WHAT YOU HAVE TO DO:
The lines from the start of the records through the one containing "pub fn new()" are to be restated word for word; please include both ends.

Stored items
____________________

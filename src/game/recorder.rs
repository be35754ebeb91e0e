//! Drive recorder: append-only history of finished drives

use crate::core::{Drive, Play, TeamId};
use serde::{Deserialize, Serialize};

/// Accumulates one `Drive` per drive-ending play
///
/// Existing entries are never modified. Each drive remembers how many plays
/// it contained, so the plays of any drive can be recovered from the game's
/// ordered play list.
#[derive(Debug, Clone, Default, PartialEq, Eq, Serialize, Deserialize)]
pub struct DriveRecorder {
    drives: Vec<Drive>,
    /// Total plays covered by recorded drives
    plays_recorded: usize,
}

impl DriveRecorder {
    pub fn new() -> Self {
        Self::default()
    }

    pub(crate) fn record(&mut self, drive: Drive) {
        self.plays_recorded += drive.play_count;
        self.drives.push(drive);
    }

    pub fn drives(&self) -> &[Drive] {
        &self.drives
    }

    pub fn last(&self) -> Option<&Drive> {
        self.drives.last()
    }

    pub fn len(&self) -> usize {
        self.drives.len()
    }

    pub fn is_empty(&self) -> bool {
        self.drives.is_empty()
    }

    pub fn plays_recorded(&self) -> usize {
        self.plays_recorded
    }

    /// Plays belonging to a finished drive, sliced out of the game's play list
    pub fn plays_for_drive<'a>(&self, used_plays: &'a [Play], drive_number: u32) -> Option<&'a [Play]> {
        let mut start = 0;
        for drive in &self.drives {
            let end = start + drive.play_count;
            if drive.drive_number == drive_number {
                return used_plays.get(start..end);
            }
            start = end;
        }
        None
    }

    /// Total points scored by a team across recorded drives
    pub fn points_for(&self, team: TeamId) -> u32 {
        self.drives
            .iter()
            .filter(|d| d.offense_team == team)
            .map(|d| d.points)
            .sum()
    }
}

____________________

RESULT OF THIS TASK:
filename src/game/recorder.rs
repository be35754ebeb91e0e
//! Drive recorder: append-only history of finished drives

use crate::core::{Drive, Play, TeamId};
use serde::{Deserialize, Serialize};

/// Accumulates one `Drive` per drive-ending play
///
/// Existing entries are never modified. Each drive remembers how many plays
/// it contained, so the plays of any drive can be recovered from the game's
/// ordered play list.
#[derive(Debug, Clone, Default, PartialEq, Eq, Serialize, Deserialize)]
pub struct DriveRecorder {
    drives: Vec<Drive>,
    /// Total plays covered by recorded drives
    plays_recorded: usize,
}

impl DriveRecorder {
    pub fn new() -> Self {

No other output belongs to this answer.